By: Brian Ray [email protected]
This project's goal is to use docker containers to set up a network of services and workbenches commonly used by Data Scientists working on Machine Learning problems. It's currently marked as experimental and contributions are welcome. The Docker Compose file outlines a couple of the containers. They should be configured to work with eachother over the docpyml network you create on your docker VM.
List of Containers:
- docpyml-namenode: Hadoop NameNode. Keeps the directory tree of all files in the file system.
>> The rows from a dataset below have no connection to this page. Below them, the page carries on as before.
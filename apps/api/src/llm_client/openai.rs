//! OpenAI chat-completions client.

use async_trait::async_trait;
use reqwest::Client;
use serde::{Deserialize, Serialize};
use tracing::debug;

use crate::llm_client::prompts::SYSTEM_INSTRUCTION;
use crate::llm_client::{
    classify_http_failure, finish_text, malformed, transport_failure, ProviderClient,
};
use crate::models::generation::{ErrorKind, GenerationRequest, GenerationResult, Provider};

pub const DEFAULT_BASE_URL: &str = "https://api.openai.com";

#[derive(Debug, Serialize)]
struct ChatCompletionRequest<'a> {
    model: &'a str,
    messages: Vec<ChatMessage<'a>>,
    temperature: f32,
}

#[derive(Debug, Serialize)]
struct ChatMessage<'a> {
    role: &'a str,
    content: &'a str,
}

#[derive(Debug, Deserialize)]
struct ChatCompletionResponse {
    #[serde(default)]
    choices: Vec<Choice>,
}

#[derive(Debug, Deserialize)]
struct Choice {
    message: Option<ResponseMessage>,
}

#[derive(Debug, Deserialize)]
struct ResponseMessage {
    content: Option<String>,
    refusal: Option<String>,
}

#[derive(Clone)]
pub struct OpenAiClient {
    http: Client,
    base_url: String,
}

impl OpenAiClient {
    pub fn new(http: Client, base_url: impl Into<String>) -> Self {
        Self {
            http,
            base_url: base_url.into().trim_end_matches('/').to_string(),
        }
    }
}

#[async_trait]
impl ProviderClient for OpenAiClient {
    fn provider(&self) -> Provider {
        Provider::OpenAi
    }

    async fn generate_text(&self, request: &GenerationRequest, api_key: &str) -> GenerationResult {
        let body = ChatCompletionRequest {
            model: &request.model_name,
            messages: vec![
                ChatMessage {
                    role: "system",
                    content: SYSTEM_INSTRUCTION,
                },
                ChatMessage {
                    role: "user",
                    content: &request.prompt_text,
                },
            ],
            temperature: request.temperature,
        };

        debug!("POST OpenAI chat/completions (model {})", request.model_name);
        let response = match self
            .http
            .post(format!("{}/v1/chat/completions", self.base_url))
            .bearer_auth(api_key)
            .json(&body)
            .send()
            .await
        {
            Ok(r) => r,
            Err(e) => return transport_failure(Provider::OpenAi, e),
        };

        let status = response.status();
        let text = match response.text().await {
            Ok(t) => t,
            Err(e) => return transport_failure(Provider::OpenAi, e),
        };

        if !status.is_success() {
            return classify_http_failure(Provider::OpenAi, status, &text);
        }

        parse_response(&text)
    }
}

fn parse_response(body: &str) -> GenerationResult {
    let parsed: ChatCompletionResponse = match serde_json::from_str(body) {
        Ok(p) => p,
        Err(e) => return malformed(Provider::OpenAi, e),
    };

    let Some(message) = parsed.choices.into_iter().next().and_then(|c| c.message) else {
        return malformed(Provider::OpenAi, "no choices");
    };

    match (message.content, message.refusal) {
        (Some(content), _) => finish_text(Provider::OpenAi, &content),
        (None, Some(refusal)) => GenerationResult::failure(
            ErrorKind::ContentBlocked,
            format!("OpenAI refused the request: {refusal}"),
        ),
        (None, None) => malformed(Provider::OpenAi, "message has no content"),
    }
}
// All prompt constants for proposal and clarifying-question generation.
// Templates use `{placeholder}` markers filled by `prompt_builder`.

/// Lower bound on proposal length the model is instructed to respect.
pub const MIN_PROPOSAL_LINES: u32 = 8;
/// Upper bound on proposal length the model is instructed to respect.
pub const MAX_PROPOSAL_LINES: u32 = 14;

/// Fixed freelancer profile the proposals are written from.
pub const PROFILE_NAME: &str = "a senior freelance software engineer";
pub const PROFILE_EXPERIENCE: &str = "8+ years shipping production software for startups and agencies, \
    100+ completed marketplace projects with a 5-star average rating";
pub const PROFILE_STRENGTHS: &str = "clear communication, daily progress updates, clean documented code, \
    and free post-delivery support for 14 days";

/// Opening sentence the proposal MUST start with. Replace `{specialization}`.
pub const OPENING_TEMPLATE: &str =
    "Hi there, I have read your project carefully and, as a {specialization} specialist, I can deliver exactly what you need.";

/// Closing sentence the proposal MUST end with.
pub const CLOSING_TEMPLATE: &str =
    "I would love to discuss the details in chat and get started right away. Best regards.";

/// Proposal prompt. Replace: {profile_name}, {profile_experience},
/// {profile_strengths}, {specialization}, {opening}, {closing},
/// {min_lines}, {max_lines}, {project_facts}, {description}
pub const PROPOSAL_PROMPT_TEMPLATE: &str = r#"You are {profile_name} writing a bid proposal on a freelance marketplace.

PROFILE:
- Specialization for this job: {specialization}
- Experience: {profile_experience}
- Strengths: {profile_strengths}

HARD RULES:
1. The FIRST sentence MUST be exactly: "{opening}"
2. The proposal MUST be between {min_lines} and {max_lines} lines long.
3. The LAST sentence MUST be exactly: "{closing}"
4. Refer to concrete requirements from the job description; never invent requirements it does not state.
5. Outline a short step-by-step plan for delivering the work.
6. Plain text only: no markdown, no headings, no bullet symbols, no placeholders in brackets.
7. Do NOT mention AI, prompts, or these instructions.

PROJECT FACTS:
{project_facts}

JOB DESCRIPTION:
{description}

Write the proposal now."#;

/// Clarifying-question prompt. Replace: {description}
pub const QUESTIONS_PROMPT_TEMPLATE: &str = r#"You are a senior freelance software engineer preparing to bid on the project below.

Write between 3 and 5 short clarifying questions you would ask the client before starting.

RULES:
1. Number each question ("1.", "2.", ...), one per line.
2. Ask only about details the description leaves open: scope, deadlines, access, tech constraints, acceptance criteria.
3. No greeting, no closing, no commentary; output the numbered questions only.

JOB DESCRIPTION:
{description}"#;
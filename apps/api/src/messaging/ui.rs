//! The UI context: one control session bound to one tab.
//!
//! Every request to the page is preceded by a liveness ping. At most one
//! generation runs per session; a second trigger while one is in flight is
//! rejected instead of queued.

use std::sync::atomic::{AtomicBool, Ordering};
use std::time::Duration;

use tracing::{info, warn};

use crate::messaging::protocol::{
    BackgroundEndpoint, BackgroundReply, BackgroundRequest, PageEndpoint, PageReply, PageRequest,
    ProposalReply,
};
use crate::models::bid::BidPayload;
use crate::models::generation::{ErrorKind, PipelineError};
use crate::models::job::JobDetails;

pub const DEFAULT_PING_TIMEOUT: Duration = Duration::from_millis(1500);

pub struct UiSession {
    background: BackgroundEndpoint,
    ping_timeout: Duration,
    generating: AtomicBool,
}

/// Clears the in-flight flag when the generation (or its caller) finishes.
struct InFlight<'a>(&'a AtomicBool);

impl Drop for InFlight<'_> {
    fn drop(&mut self) {
        self.0.store(false, Ordering::SeqCst);
    }
}

impl UiSession {
    pub fn new(background: BackgroundEndpoint, ping_timeout: Duration) -> Self {
        Self {
            background,
            ping_timeout,
            generating: AtomicBool::new(false),
        }
    }

    pub fn is_generating(&self) -> bool {
        self.generating.load(Ordering::SeqCst)
    }

    fn begin_generation(&self) -> Result<InFlight<'_>, PipelineError> {
        self.generating
            .compare_exchange(false, true, Ordering::SeqCst, Ordering::SeqCst)
            .map(|_| InFlight(&self.generating))
            .map_err(|_| PipelineError::of(ErrorKind::GenerationInProgress))
    }

    /// Pings the page. `None` means the content script was never injected.
    pub async fn ensure_alive<'p>(
        &self,
        page: Option<&'p PageEndpoint>,
    ) -> Result<&'p PageEndpoint, PipelineError> {
        let Some(page) = page else {
            warn!("No page listener registered");
            return Err(PipelineError::of(ErrorKind::TransportUnavailable));
        };
        match page.request(PageRequest::Ping, Some(self.ping_timeout)).await? {
            PageReply::Alive => Ok(page),
            other => {
                warn!("Ping answered with {other:?}");
                Err(PipelineError::of(ErrorKind::TransportUnavailable))
            }
        }
    }

    pub async fn extract_only(&self, page: Option<&PageEndpoint>) -> Result<JobDetails, PipelineError> {
        let page = self.ensure_alive(page).await?;
        match page.request(PageRequest::ExtractOnly, None).await? {
            PageReply::Extracted(job) => Ok(job),
            other => Err(other.into_error()),
        }
    }

    pub async fn extract_and_generate(
        &self,
        page: Option<&PageEndpoint>,
    ) -> Result<ProposalReply, PipelineError> {
        let _in_flight = self.begin_generation()?;
        let page = self.ensure_alive(page).await?;
        info!("Requesting proposal from page context");
        match page.request(PageRequest::ExtractAndGenerate, None).await? {
            PageReply::Proposal(proposal) => Ok(proposal),
            other => Err(other.into_error()),
        }
    }

    pub async fn insert_bid(
        &self,
        page: Option<&PageEndpoint>,
        bid_payload: BidPayload,
    ) -> Result<String, PipelineError> {
        let page = self.ensure_alive(page).await?;
        match page.request(PageRequest::InsertBid { bid_payload }, None).await? {
            PageReply::Done { message } => Ok(message),
            other => Err(other.into_error()),
        }
    }

    pub async fn insert_clarifying_questions(
        &self,
        page: Option<&PageEndpoint>,
        text: String,
    ) -> Result<String, PipelineError> {
        let page = self.ensure_alive(page).await?;
        match page
            .request(PageRequest::InsertClarifyingQuestions { text }, None)
            .await?
        {
            PageReply::Done { message } => Ok(message),
            other => Err(other.into_error()),
        }
    }

    /// Goes straight to the background; the page is not involved.
    pub async fn generate_clarifying_questions(
        &self,
        description: String,
    ) -> Result<String, PipelineError> {
        let _in_flight = self.begin_generation()?;
        match self
            .background
            .request(BackgroundRequest::GenerateClarifyingQuestions { description }, None)
            .await?
        {
            BackgroundReply::Questions { questions } => Ok(questions),
            other => Err(other.into_error()),
        }
    }
}
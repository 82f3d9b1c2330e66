//! Gemini `generateContent` client.

use async_trait::async_trait;
use reqwest::Client;
use serde::{Deserialize, Serialize};
use tracing::debug;

use crate::llm_client::prompts::SYSTEM_INSTRUCTION;
use crate::llm_client::{
    classify_http_failure, finish_text, malformed, transport_failure, ProviderClient,
};
use crate::models::generation::{ErrorKind, GenerationRequest, GenerationResult, Provider};

pub const DEFAULT_BASE_URL: &str = "https://generativelanguage.googleapis.com";
const API_KEY_HEADER: &str = "x-goog-api-key";
const MAX_OUTPUT_TOKENS: u32 = 2048;

#[derive(Debug, Serialize)]
#[serde(rename_all = "camelCase")]
struct GenerateContentRequest<'a> {
    system_instruction: Content<'a>,
    contents: Vec<Content<'a>>,
    generation_config: GenerationConfig,
}

#[derive(Debug, Serialize)]
struct Content<'a> {
    parts: Vec<Part<'a>>,
}

#[derive(Debug, Serialize)]
struct Part<'a> {
    text: &'a str,
}

#[derive(Debug, Serialize)]
#[serde(rename_all = "camelCase")]
struct GenerationConfig {
    temperature: f32,
    max_output_tokens: u32,
}

#[derive(Debug, Deserialize)]
#[serde(rename_all = "camelCase")]
struct GenerateContentResponse {
    #[serde(default)]
    candidates: Vec<Candidate>,
    prompt_feedback: Option<PromptFeedback>,
}

#[derive(Debug, Deserialize)]
#[serde(rename_all = "camelCase")]
struct Candidate {
    content: Option<CandidateContent>,
    finish_reason: Option<String>,
}

#[derive(Debug, Deserialize)]
struct CandidateContent {
    #[serde(default)]
    parts: Vec<ResponsePart>,
}

#[derive(Debug, Deserialize)]
struct ResponsePart {
    text: Option<String>,
}

#[derive(Debug, Deserialize)]
#[serde(rename_all = "camelCase")]
struct PromptFeedback {
    block_reason: Option<String>,
}

#[derive(Clone)]
pub struct GeminiClient {
    http: Client,
    base_url: String,
}

impl GeminiClient {
    pub fn new(http: Client, base_url: impl Into<String>) -> Self {
        Self {
            http,
            base_url: base_url.into().trim_end_matches('/').to_string(),
        }
    }

    fn endpoint(&self, model: &str) -> String {
        format!("{}/v1beta/models/{}:generateContent", self.base_url, model)
    }
}

#[async_trait]
impl ProviderClient for GeminiClient {
    fn provider(&self) -> Provider {
        Provider::Gemini
    }

    async fn generate_text(&self, request: &GenerationRequest, api_key: &str) -> GenerationResult {
        let body = GenerateContentRequest {
            system_instruction: Content {
                parts: vec![Part {
                    text: SYSTEM_INSTRUCTION,
                }],
            },
            contents: vec![Content {
                parts: vec![Part {
                    text: &request.prompt_text,
                }],
            }],
            generation_config: GenerationConfig {
                temperature: request.temperature,
                max_output_tokens: MAX_OUTPUT_TOKENS,
            },
        };

        debug!("POST Gemini generateContent (model {})", request.model_name);
        let response = match self
            .http
            .post(self.endpoint(&request.model_name))
            .header(API_KEY_HEADER, api_key)
            .json(&body)
            .send()
            .await
        {
            Ok(r) => r,
            Err(e) => return transport_failure(Provider::Gemini, e),
        };

        let status = response.status();
        let text = match response.text().await {
            Ok(t) => t,
            Err(e) => return transport_failure(Provider::Gemini, e),
        };

        if !status.is_success() {
            return classify_http_failure(Provider::Gemini, status, &text);
        }

        parse_response(&text)
    }
}

fn parse_response(body: &str) -> GenerationResult {
    let parsed: GenerateContentResponse = match serde_json::from_str(body) {
        Ok(p) => p,
        Err(e) => return malformed(Provider::Gemini, e),
    };

    if let Some(reason) = parsed.prompt_feedback.and_then(|f| f.block_reason) {
        return GenerationResult::failure(
            ErrorKind::ContentBlocked,
            format!("Gemini blocked the request: {reason}"),
        );
    }

    let Some(candidate) = parsed.candidates.into_iter().next() else {
        return malformed(Provider::Gemini, "no candidates");
    };

    let text = candidate
        .content
        .and_then(|c| c.parts.into_iter().next())
        .and_then(|p| p.text);

    match (text, candidate.finish_reason.as_deref()) {
        (Some(text), _) => finish_text(Provider::Gemini, &text),
        (None, Some("SAFETY")) => GenerationResult::failure(
            ErrorKind::ContentBlocked,
            "Gemini blocked the request: SAFETY",
        ),
        (None, _) => malformed(Provider::Gemini, "candidate has no text"),
    }
}
//! FieldLocator: resolves a logical field to a DOM element via its fallback chain.

use scraper::{ElementRef, Html, Selector};
use tracing::debug;

use crate::page::selectors::{LogicalField, SelectorTable};

/// Result of resolving one logical field.
#[derive(Debug, Clone, Copy)]
pub enum Located<'a> {
    Found(ElementRef<'a>),
    NotFound,
}

impl<'a> Located<'a> {
    pub fn found(self) -> Option<ElementRef<'a>> {
        match self {
            Located::Found(element) => Some(element),
            Located::NotFound => None,
        }
    }
}

/// Read-only lookups against one parsed page.
pub struct FieldLocator<'t> {
    table: &'t SelectorTable,
}

impl<'t> FieldLocator<'t> {
    pub fn new(table: &'t SelectorTable) -> Self {
        Self { table }
    }

    pub fn locate<'a>(&self, html: &'a Html, field: LogicalField) -> Located<'a> {
        locate_in_chain(html, field, self.table.chain(field))
    }

    /// Every element matched by the first selector in the chain that matches anything.
    pub fn locate_all<'a>(&self, html: &'a Html, field: LogicalField) -> Vec<ElementRef<'a>> {
        for selector in parsed_chain(field, self.table.chain(field)) {
            let matches: Vec<_> = html.select(&selector).collect();
            if !matches.is_empty() {
                debug!("{field:?}: {} nodes", matches.len());
                return matches;
            }
        }
        Vec::new()
    }
}

/// Tries each selector in order. Malformed selectors and selectors that match
/// nothing are skipped; an exhausted chain yields `NotFound`.
pub fn locate_in_chain<'a, S: AsRef<str>>(
    html: &'a Html,
    field: LogicalField,
    chain: &[S],
) -> Located<'a> {
    for selector in parsed_chain(field, chain) {
        if let Some(element) = html.select(&selector).next() {
            return Located::Found(element);
        }
    }
    debug!("{field:?}: no selector matched ({} tried)", chain.len());
    Located::NotFound
}

fn parsed_chain<'c, S: AsRef<str>>(
    field: LogicalField,
    chain: &'c [S],
) -> impl Iterator<Item = Selector> + 'c {
    chain.iter().filter_map(move |raw| {
        let raw = raw.as_ref();
        match Selector::parse(raw) {
            Ok(selector) => Some(selector),
            Err(e) => {
                debug!("{field:?}: skipping malformed selector {raw:?}: {e:?}");
                None
            }
        }
    })
}
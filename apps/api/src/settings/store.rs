//! Key/value settings stores.
//!
//! The pipeline only ever reads through `SettingsStore::get_many`; writes come from
//! the options surface. Stores do not cache, so a change made between two
//! requests is visible to the second one.

use std::collections::HashMap;
use std::path::{Path, PathBuf};

use async_trait::async_trait;
use serde_json::{Map, Value};
use thiserror::Error;
use tokio::sync::{Mutex, RwLock};

#[derive(Debug, Error)]
pub enum SettingsError {
    #[error("Settings I/O error: {0}")]
    Io(#[from] std::io::Error),

    #[error("Settings file is not valid JSON: {0}")]
    Parse(#[from] serde_json::Error),

    #[error("Invalid value for setting '{key}': {reason}")]
    Invalid { key: String, reason: String },

    #[error("Settings write task failed: {0}")]
    Task(String),
}

/// Multi-key reads see one consistent state; multi-key writes land together.
#[async_trait]
pub trait SettingsStore: Send + Sync {
    /// One value per requested key, in order.
    async fn get_many(&self, keys: &[&str]) -> Result<Vec<Option<Value>>, SettingsError>;
    async fn set_many(&self, entries: Vec<(&str, Value)>) -> Result<(), SettingsError>;
}

/// Process-local store, used when no settings file is configured and in tests.
#[derive(Debug, Default)]
pub struct InMemorySettingsStore {
    values: RwLock<HashMap<String, Value>>,
}

impl InMemorySettingsStore {
    pub fn new() -> Self {
        Self::default()
    }
}

#[async_trait]
impl SettingsStore for InMemorySettingsStore {
    async fn get_many(&self, keys: &[&str]) -> Result<Vec<Option<Value>>, SettingsError> {
        let values = self.values.read().await;
        Ok(keys.iter().map(|key| values.get(*key).cloned()).collect())
    }

    async fn set_many(&self, entries: Vec<(&str, Value)>) -> Result<(), SettingsError> {
        let mut values = self.values.write().await;
        for (key, value) in entries {
            values.insert(key.to_string(), value);
        }
        Ok(())
    }
}

/// A JSON object on disk, re-read on every `get`. Writes replace the file
/// atomically so a concurrent reader sees either the old or the new document.
#[derive(Debug)]
pub struct JsonFileSettingsStore {
    path: PathBuf,
    write_lock: Mutex<()>,
}

impl JsonFileSettingsStore {
    pub fn new(path: impl Into<PathBuf>) -> Self {
        Self {
            path: path.into(),
            write_lock: Mutex::new(()),
        }
    }

    async fn read_document(&self) -> Result<Map<String, Value>, SettingsError> {
        match tokio::fs::read_to_string(&self.path).await {
            Ok(raw) if raw.trim().is_empty() => Ok(Map::new()),
            Ok(raw) => Ok(serde_json::from_str(&raw)?),
            Err(e) if e.kind() == std::io::ErrorKind::NotFound => Ok(Map::new()),
            Err(e) => Err(e.into()),
        }
    }
}

#[async_trait]
impl SettingsStore for JsonFileSettingsStore {
    async fn get_many(&self, keys: &[&str]) -> Result<Vec<Option<Value>>, SettingsError> {
        let mut document = self.read_document().await?;
        Ok(keys.iter().map(|key| document.remove(*key)).collect())
    }

    async fn set_many(&self, entries: Vec<(&str, Value)>) -> Result<(), SettingsError> {
        let _guard = self.write_lock.lock().await;
        let mut document = self.read_document().await?;
        for (key, value) in entries {
            document.insert(key.to_string(), value);
        }

        let path = self.path.clone();
        let serialized = serde_json::to_vec_pretty(&document)?;
        tokio::task::spawn_blocking(move || write_atomically(&path, &serialized))
            .await
            .map_err(|e| SettingsError::Task(e.to_string()))?
    }
}

fn write_atomically(path: &Path, contents: &[u8]) -> Result<(), SettingsError> {
    use std::io::Write;

    let dir = path
        .parent()
        .filter(|p| !p.as_os_str().is_empty())
        .unwrap_or_else(|| Path::new("."));
    let mut tmp = tempfile::NamedTempFile::new_in(dir)?;
    tmp.write_all(contents)?;
    tmp.flush()?;
    tmp.persist(path).map_err(|e| SettingsError::Io(e.error))?;
    Ok(())
}
//! A loaded project page: the markup snapshot plus live form state.
//!
//! The markup is immutable for the lifetime of one page load. Everything a
//! user (or the form writer) changes afterwards lives in an overlay keyed by
//! the element's position in the parsed tree. Parsing is deterministic, so the
//! same key names the same element on every re-parse.

use std::collections::HashMap;

use chrono::{DateTime, Utc};
use scraper::{ElementRef, Html};
use serde::Serialize;

use crate::page::selectors::LogicalField;

/// Stable handle to one element of the page, valid across re-parses.
#[derive(Debug, Clone, Copy, PartialEq, Eq, Hash, Serialize)]
pub struct NodeKey(usize);

/// DOM notifications a reactive framework listens for after a value change.
#[derive(Debug, Clone, Copy, PartialEq, Eq, Serialize)]
#[serde(rename_all = "lowercase")]
pub enum DomEventKind {
    Input,
    Change,
    Blur,
}

#[derive(Debug, Clone, PartialEq, Serialize)]
pub struct DomEvent {
    pub field: LogicalField,
    pub node: NodeKey,
    pub kind: DomEventKind,
}

#[derive(Debug, Clone)]
pub struct PageDocument {
    url: String,
    source: String,
    loaded_at: DateTime<Utc>,
    values: HashMap<NodeKey, String>,
    checked: HashMap<NodeKey, bool>,
    events: Vec<DomEvent>,
}

impl PageDocument {
    pub fn new(url: impl Into<String>, source: impl Into<String>) -> Self {
        Self {
            url: url.into(),
            source: source.into(),
            loaded_at: Utc::now(),
            values: HashMap::new(),
            checked: HashMap::new(),
            events: Vec::new(),
        }
    }

    pub fn url(&self) -> &str {
        &self.url
    }

    pub fn source(&self) -> &str {
        &self.source
    }

    pub fn loaded_at(&self) -> DateTime<Utc> {
        self.loaded_at
    }

    /// Parses the markup snapshot. Callers keep the tree local to a synchronous
    /// scope; element handles are turned into `NodeKey`s before mutating.
    pub fn parse(&self) -> Html {
        Html::parse_document(&self.source)
    }

    /// Live value of a form control: a value the page has been given since load,
    /// otherwise the `value` attribute (inputs) or text content (textareas).
    pub fn live_value(&self, html: &Html, element: ElementRef<'_>) -> Option<String> {
        if let Some(value) = node_key(html, element).and_then(|key| self.values.get(&key)) {
            return Some(value.clone());
        }
        if element.value().name() == "textarea" {
            return Some(element.text().collect());
        }
        element.value().attr("value").map(str::to_string)
    }

    pub fn is_checked(&self, html: &Html, element: ElementRef<'_>) -> bool {
        node_key(html, element)
            .and_then(|key| self.checked.get(&key).copied())
            .unwrap_or_else(|| element.value().attr("checked").is_some())
    }

    pub fn set_value(&mut self, key: NodeKey, value: impl Into<String>) {
        self.values.insert(key, value.into());
    }

    pub fn set_checked(&mut self, key: NodeKey, checked: bool) {
        self.checked.insert(key, checked);
    }

    pub fn dispatch(&mut self, field: LogicalField, key: NodeKey, kind: DomEventKind) {
        self.events.push(DomEvent {
            field,
            node: key,
            kind,
        });
    }

    pub fn events(&self) -> &[DomEvent] {
        &self.events
    }
}

/// Position of `element` in the document tree.
pub fn node_key(html: &Html, element: ElementRef<'_>) -> Option<NodeKey> {
    let id = element.id();
    html.tree.nodes().position(|node| node.id() == id).map(NodeKey)
}

/// Element text with runs of whitespace collapsed to single spaces.
pub fn collapsed_text(element: ElementRef<'_>) -> String {
    element
        .text()
        .flat_map(str::split_whitespace)
        .collect::<Vec<_>>()
        .join(" ")
}

#[cfg(test)]
mod tests {
    use super::*;
    use scraper::Selector;

    const FORM: &str = r#"
        <html><body>
          <input id="amount" value="120">
          <textarea id="proposal">Draft text</textarea>
          <input id="sealed" type="checkbox">
          <p id="blurb">  Hello
             <b>world</b>  </p>
        </body></html>"#;

    fn first<'a>(html: &'a Html, css: &str) -> ElementRef<'a> {
        html.select(&Selector::parse(css).unwrap()).next().unwrap()
    }

    #[test]
    fn test_live_value_reads_markup_until_overwritten() {
        let mut page = PageDocument::new("https://example.test/projects/1", FORM);
        let html = page.parse();
        let amount = first(&html, "#amount");
        assert_eq!(page.live_value(&html, amount).as_deref(), Some("120"));

        let key = node_key(&html, amount).unwrap();
        page.set_value(key, "300");

        let reparsed = page.parse();
        let amount = first(&reparsed, "#amount");
        assert_eq!(page.live_value(&reparsed, amount).as_deref(), Some("300"));
    }

    #[test]
    fn test_textarea_value_is_text_content() {
        let page = PageDocument::new("u", FORM);
        let html = page.parse();
        let proposal = first(&html, "#proposal");
        assert_eq!(page.live_value(&html, proposal).as_deref(), Some("Draft text"));
    }

    #[test]
    fn test_checked_overlay() {
        let mut page = PageDocument::new("u", FORM);
        let html = page.parse();
        let sealed = first(&html, "#sealed");
        assert!(!page.is_checked(&html, sealed));
        page.set_checked(node_key(&html, sealed).unwrap(), true);
        assert!(page.is_checked(&html, sealed));
    }

    #[test]
    fn test_collapsed_text() {
        let page = PageDocument::new("u", FORM);
        let html = page.parse();
        assert_eq!(collapsed_text(first(&html, "#blurb")), "Hello world");
    }
}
- docpyml-datanode1: Data Storage HadoopFileSystem
- docpyml-datanode2: Data Storage HadoopFileSystem
- docpyml-spark-master: Apache Spark Master
- spark-worker (<- may launch many): Spark Workers. Also contain the Python version matching docpyml-conda
- docpyml-sparknotebook: Preconfigured Spark Notebook
- docpyml-hdfsfb: HDFS FileBrowser from Cloudera Hue
- docpyml-conda: Anaconda Python 3.5 with Jupyter Notebook, machine learning packages, pySpark preconfigured
- docpyml-rocker: RStudio
Prerequisites. Docker Toolbox.
optionally adjust your VM settings:
docker-machine stop
VBoxManage modifyvm default --cpus 4
VBoxManage modifyvm default --memory 8192
docker-machine start
To start the enviroment:
docker network create docpyml
docker-compose up -d
If says docker not running try first:
eval "$(docker-machine env default)"
To scale up spark-workers:
docker-compose scale spark-worker=3